Estudo de alterações epigenéticas como biomarcadores no diagnóstico não invasivo do câncer colorretal

Detalhes bibliográficos
Ano de defesa: 2014
Autor(a) principal: Silva, Tiago Donizetti da [UNIFESP]
Orientador(a): Não Informado pela instituição
Banca de defesa: Não Informado pela instituição
Tipo de documento: Tese
Tipo de acesso: Acesso aberto
Idioma: por
Instituição de defesa: Universidade Federal de São Paulo (UNIFESP)
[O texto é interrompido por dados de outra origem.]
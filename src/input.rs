//! Keyboard event helpers
//!
//! The terminal consumes crossterm key events directly. These helpers decide
//! which events count as typed text and which trigger the abort shortcut.

use crossterm::event::{KeyCode, KeyEvent, KeyModifiers};

/// Characters that may be typed into the input line: ASCII letters, digits,
/// punctuation and space.
pub fn is_accepted_char(c: char) -> bool {
    c.is_ascii_alphanumeric() || c.is_ascii_punctuation() || c == ' '
}

/// The character a keypress types, if it types an accepted one.
///
/// Presses holding Control or Alt never type text.
pub fn typed_char(event: &KeyEvent) -> Option<char> {
    if event
        .modifiers
        .intersects(KeyModifiers::CONTROL | KeyModifiers::ALT)
    {
        return None;
    }
    match event.code {
        KeyCode::Char(c) if is_accepted_char(c) => Some(c),
        _ => None,
    }
}

/// Whether the event is Control+C.
pub fn is_ctrl_c(event: &KeyEvent) -> bool {
    matches!(event.code, KeyCode::Char('c') | KeyCode::Char('C'))
        && event.modifiers.contains(KeyModifiers::CONTROL)
}

/// Whether the event navigates command history.
pub fn is_history_key(event: &KeyEvent) -> bool {
    matches!(event.code, KeyCode::Up | KeyCode::Down)
}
Programa de Pós-Graduação: Não Informado pela instituição
Departamento: Não Informado pela instituição
País: Não Informado pela instituição
Palavras-chave em Português:
Link de acesso: https://sucupira.capes.gov.br/sucupira/public/consultas/coleta/trabalhoConclusao/viewTrabalhoConclusao.jsf?popup=true&id_trabalho=1810190
https://repositorio.unifesp.br/handle/11600/48708
Resumo: Objetivo: Analisar a metilação do DNA em 24 genes selecionando 5 candidatos a biomarcadores para uso diagnóstico não invasivo em câncer colorretal (CCR) comparando as alterações epigenéticas encontradas no tecido tumoral com as do tecido normal do cólon bem como o DNA livre circulante (FDNA) do sangue, avaliando o potencial destes marcadores na detecção do CCR. Métodos: O perfil de metilação dos 24 genes candidatos foi realizado utilizando o ensaio Methyl-ProfilerTM PCR Array System (SABiosciences); na segunda fase do estudo foi utilizado a técnica de HRM (High Resolution Melting) para os 5 genes selecionados. Resultados: Os 5 genes selecionados na primeira fase do estudo foram APC, DKK2, SFRP5, MLH1 e RUNX3. Entre os 68 indivíduos do grupo controle 42 eram mulheres e (DP) a média de idade foi de 59,9 anos (13,4). Entre os 46 indivíduos com CCR, 25 eram mulheres e a média de idade foi de 64,6 anos (13,6). No grupo caso 28 pacientes tinham tumor localizado no cólon (60,8%) e 18 pacientes com câncer retal (39,2%). De acordo com a classificação TNM, 2 pacientes (4,3%) eram estádio I, 20 pacientes (43,4%) eram estádio II, 18 pacientes (39,1%) eram estádio III, e 2 pacientes (4,3%) estágio IV. Os genes APC, DKK2 e SFRP5 mostraram perfil de metilação mais frequentes no grupo caso (p<0,001, p <0,001 e p<0,001). Os genes RUNX3 e MLH1, não apresentaram diferenças nos perfis de metilação entre os grupos (p=0,98 e p= 0,08, respectivamente). O perfil de metilação do FDNA do gene APC não mostrou diferença estatisticamente significativa entre os grupos (p = 1,000), enquanto o FDNA do DKK2 foi mais frequente no grupo caso com p = 0,025. Conclusões: Nossos resultados permitiram concluir o potencial do DKK2, APC e SFRP5 como marcadores epigenéticos para o diagnóstico de CCR no tecido e do DKK2 no plasma. Um possível painel de marcadores epigenéticos pode ser uma ferramenta de rastreio para a detecção de doentes com CCR. Indivíduos com hipermetilação do DNA livre circulante do DKK2 no plasma poderiam ser candidatos a colonoscopia.